By default Cloudera Manager assumes the file is in /user/hive/sentry. The path is configurable under the Configuration settings for the Hive service: under the Service-Wide category, select Sentry and modify the path in the Sentry Global Policy File property.
The following is an example of a simple policy file:
[groups] ann=default_admin bob=sample_reader joe=admin_role [roles] # can read both sample tables sample_reader = server=server1->db=default->table=sample_07->action=select, \ server=server1->db=default->table=sample_08->action=select # implies everything on server1, default db default_admin = server=server1->db=default # implies everything on server1 admin_role = server=server1
- Make sure the Hive warehouse directory ownership and permissions are as described in the requirements section above.
- Under the MapReduce service, TaskTracker role group(s) and/or the YARN service NodeManager role group(s), set the Minimum User ID for Job Submission to 0. Note that you must do this for every TaskTracker or NodeManager role group for the MapReduce or YARN service that is associated with Hive, if more than one exists.
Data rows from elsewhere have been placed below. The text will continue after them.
use derive_more::{Display, Error};

use crate::browser::Locator;

/// Failures detected by widgets while reading or operating a page.
#[derive(Debug, Display, Error)]
pub enum WidgetError {
    #[display("No element matches {locator}")]
    NoSuchElement { locator: Locator },
    #[display("Item '{name}' not found")]
    ItemNotFound { name: String },
    #[display("No row '{key}' in table '{table}'")]
    RowNotFound { table: String, key: String },
    #[display("Item '{item}' not found in menu '{menu}'")]
    MenuItemNotFound { menu: String, item: String },
    #[display("Expected flash message '{expected}', found {found:?}")]
    FlashMessageMissing { expected: String, found: Vec<String> },
}

/// Failures a browser driver reports for an operation it could not perform.
#[derive(Debug, Display, Error)]
pub enum BrowserError {
    #[display("Element {id} is no longer attached to the document")]
    StaleElement { id: String },
    #[display("Element {id} is not interactable")]
    NotInteractable { id: String },
    #[display("Unexpected alert open: {text}")]
    UnexpectedAlert { text: String },
}
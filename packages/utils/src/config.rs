//! Console connection and wait configuration, read from TOML.

use anyhow::{anyhow, Result};
use serde::{Deserialize, Serialize};
use std::{path::Path, time::Duration};
use url::Url;

use crate::version::ApplianceVersion;

/// Root configuration structure
#[derive(Debug, Clone, PartialEq, Serialize, Deserialize)]
pub struct ConsoleConfig {
    /// Address of the management console
    #[serde(default = "default_base_url")]
    pub base_url: String,
    /// Version the appliance reports, e.g. "5.9.0.1"
    #[serde(default = "default_appliance_version")]
    pub appliance_version: String,
    #[serde(default)]
    pub user: UserCredential,
    #[serde(default)]
    pub waits: WaitSettings,
}

/// Account the test session logs in with
#[derive(Debug, Clone, PartialEq, Serialize, Deserialize)]
pub struct UserCredential {
    #[serde(default = "default_username")]
    pub username: String,
    #[serde(default = "default_password")]
    pub password: String,
    /// Name shown in the user menu once logged in
    #[serde(default = "default_display_name")]
    pub display_name: String,
}

/// Delays and timeouts of the UI waits
#[derive(Debug, Clone, PartialEq, Serialize, Deserialize)]
pub struct WaitSettings {
    #[serde(default = "default_poll_delay_ms")]
    pub poll_delay_ms: u64,
    /// How long a page may take to redirect after an action
    #[serde(default = "default_redirect_timeout_secs")]
    pub redirect_timeout_secs: u64,
    #[serde(default = "default_delete_timeout_secs")]
    pub delete_timeout_secs: u64,
    #[serde(default = "default_exists_timeout_secs")]
    pub exists_timeout_secs: u64,
}

fn default_base_url() -> String {
    "https://localhost".to_string()
}

fn default_appliance_version() -> String {
    "5.9.0".to_string()
}

fn default_username() -> String {
    "admin".to_string()
}

fn default_password() -> String {
    "smartvm".to_string()
}

fn default_display_name() -> String {
    "Administrator".to_string()
}

fn default_poll_delay_ms() -> u64 {
    1000
}

fn default_redirect_timeout_secs() -> u64 {
    10
}

fn default_delete_timeout_secs() -> u64 {
    500
}

fn default_exists_timeout_secs() -> u64 {
    1000
}

impl Default for UserCredential {
    fn default() -> Self {
        Self {
            username: default_username(),
            password: default_password(),
            display_name: default_display_name(),
        }
    }
}

impl Default for WaitSettings {
    fn default() -> Self {
        Self {
            poll_delay_ms: default_poll_delay_ms(),
            redirect_timeout_secs: default_redirect_timeout_secs(),
            delete_timeout_secs: default_delete_timeout_secs(),
            exists_timeout_secs: default_exists_timeout_secs(),
        }
    }
}

impl WaitSettings {
    pub fn poll_delay(&self) -> Duration {
        Duration::from_millis(self.poll_delay_ms)
    }

    pub fn redirect_timeout(&self) -> Duration {
        Duration::from_secs(self.redirect_timeout_secs)
    }

    pub fn delete_timeout(&self) -> Duration {
        Duration::from_secs(self.delete_timeout_secs)
    }

    pub fn exists_timeout(&self) -> Duration {
        Duration::from_secs(self.exists_timeout_secs)
    }
}

impl Default for ConsoleConfig {
    fn default() -> Self {
        Self {
            base_url: default_base_url(),
            appliance_version: default_appliance_version(),
            user: UserCredential::default(),
            waits: WaitSettings::default(),
        }
    }
}

impl ConsoleConfig {
    /// Parse and validate configuration from a TOML string
    pub fn from_toml_str(content: &str) -> Result<Self> {
        let config: Self = toml::from_str(content)
            .map_err(|err| anyhow!("Failed to parse console config: {err}"))?;
        config.validate()?;
        Ok(config)
    }

    /// Load configuration from a TOML file
    pub fn load<P: AsRef<Path>>(path: P) -> Result<Self> {
        let path = path.as_ref();
        let content = std::fs::read_to_string(path)
            .map_err(|err| anyhow!("Failed to read config file {}: {}", path.display(), err))?;
        let config = Self::from_toml_str(&content)?;
        log::debug!("Loaded console config from {}", path.display());
        Ok(config)
    }

    pub fn to_toml_string(&self) -> Result<String> {
        Ok(toml::to_string_pretty(self)?)
    }

    pub fn validate(&self) -> Result<()> {
        self.base_url()?;
        self.version()?;
        if self.waits.poll_delay_ms == 0 {
            return Err(anyhow!("waits.poll_delay_ms must be greater than zero"));
        }
        Ok(())
    }

    pub fn base_url(&self) -> Result<Url> {
        Url::parse(&self.base_url)
            .map_err(|err| anyhow!("Invalid base_url '{}': {}", self.base_url, err))
    }

    pub fn version(&self) -> Result<ApplianceVersion> {
        ApplianceVersion::parse(&self.appliance_version)
    }
}

#[cfg(test)]
mod tests {
    use super::*;

    #[test]
    fn test_defaults_for_empty_document() -> Result<()> {
        let config = ConsoleConfig::from_toml_str("")?;
        assert_eq!(config, ConsoleConfig::default());
        assert_eq!(config.waits.delete_timeout(), Duration::from_secs(500));
        assert_eq!(config.waits.exists_timeout(), Duration::from_secs(1000));
        assert_eq!(config.user.display_name, "Administrator");
        Ok(())
    }

    #[test]
    fn test_partial_sections() -> Result<()> {
        let config = ConsoleConfig::from_toml_str(
            r#"
            base_url = "https://console.example.com"
            appliance_version = "5.8.3.0"

            [user]
            username = "tester"

            [waits]
            poll_delay_ms = 50
            "#,
        )?;

        assert_eq!(config.base_url()?.host_str(), Some("console.example.com"));
        assert!(config.version()? < ApplianceVersion::parse("5.9")?);
        assert_eq!(config.user.username, "tester");
        assert_eq!(config.user.password, "smartvm");
        assert_eq!(config.waits.poll_delay(), Duration::from_millis(50));
        assert_eq!(config.waits.redirect_timeout_secs, 10);
        Ok(())
    }

    #[test]
    fn test_rejects_invalid_values() {
        assert!(ConsoleConfig::from_toml_str(r#"base_url = "not a url""#).is_err());
        assert!(ConsoleConfig::from_toml_str(r#"appliance_version = "next""#).is_err());
        assert!(ConsoleConfig::from_toml_str("[waits]\npoll_delay_ms = 0").is_err());
    }

    #[test]
    fn test_toml_output_parses_back() -> Result<()> {
        let config = ConsoleConfig::default();
        let parsed = ConsoleConfig::from_toml_str(&config.to_toml_string()?)?;
        assert_eq!(parsed, config);
        Ok(())
    }
}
- Select the MapReduce or YARN service and from the Configuration menu select View and Edit.
- Under a TaskTracker or NodeManager role group go to the Security category.
- Change the Minimum User ID for Job Submission to zero (the default is 1000) and Save Changes.
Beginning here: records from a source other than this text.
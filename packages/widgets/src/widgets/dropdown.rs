use anyhow::Result;

use crate::{
    browser::{xpath_literal, Locator},
    error::WidgetError,
    page::Page,
};

/// Toolbar dropdown identified by the label of its toggle button.
#[derive(Debug, Clone)]
pub struct Dropdown {
    page: Page,
    text: String,
}

impl Dropdown {
    pub fn new(page: &Page, text: &str) -> Self {
        Self {
            page: page.clone(),
            text: text.to_string(),
        }
    }

    pub fn locator_for(text: &str) -> Locator {
        Locator::xpath(format!(
            "//div[contains(@class, 'dropdown') and ./button[normalize-space(.)={}]]",
            xpath_literal(text)
        ))
    }

    pub fn button_locator() -> Locator {
        Locator::xpath("./button")
    }

    pub fn item_locator() -> Locator {
        Locator::xpath("./ul/li/a")
    }

    pub fn text(&self) -> &str {
        &self.text
    }

    pub async fn is_displayed(&self) -> Result<bool> {
        self.page.is_present(&Self::locator_for(&self.text)).await
    }

    pub async fn items(&self) -> Result<Vec<String>> {
        let root = self.page.element(&Self::locator_for(&self.text)).await?;
        let mut items = Vec::new();
        for element in self.page.children(&root, &Self::item_locator()).await? {
            items.push(self.page.text(&element).await?);
        }
        Ok(items)
    }

    /// Open the dropdown and click `item`.
    ///
    /// `handle_alert` settles the confirmation the item raises: `Some(true)`
    /// accepts it, `Some(false)` dismisses it, `None` leaves it open.
    pub async fn item_select(&self, item: &str, handle_alert: Option<bool>) -> Result<()> {
        let root = self.page.element(&Self::locator_for(&self.text)).await?;
        let toggle = self.page.child(&root, &Self::button_locator()).await?;
        self.page.click(&toggle).await?;

        let mut target = None;
        for element in self.page.children(&root, &Self::item_locator()).await? {
            if self.page.text(&element).await? == item {
                target = Some(element);
                break;
            }
        }
        let target = target.ok_or_else(|| WidgetError::MenuItemNotFound {
            menu: self.text.clone(),
            item: item.to_string(),
        })?;

        log::debug!("Selecting '{}' from dropdown '{}'", item, self.text);
        self.page.click(&target).await?;

        if let Some(accept) = handle_alert {
            if !self.page.browser().handle_alert(accept).await? {
                log::debug!("No alert appeared after selecting '{item}'");
            }
        }
        Ok(())
    }
}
- Do this for each TaskTracker role group or NodeManager role group. (Often there are different role groups for the TaskTracker or NodeManager roles colocated on the system with the JobTracker or ResourceManager roles, vs. TaskTracker or NodeManager roles running on slave nodes.)
- Restart your MapReduce or YARN service.
- For your Hive service, under its configuration settings, go to the Service-Wide category, Sentry section, check Enable Sentry Authorization, then Save Changes.
- Restart the Hive service.
Enabling Sentry for Impala
To enable Sentry authorization for Impala after completing the configuration steps above:
- Go to the Impala service, and from the Configuration menu select View and Edit.
- Under the Service-Wide category, go to the Sentry section.
- Check Enable Sentry Authorization, then Save Changes.
- Restart the Impala service.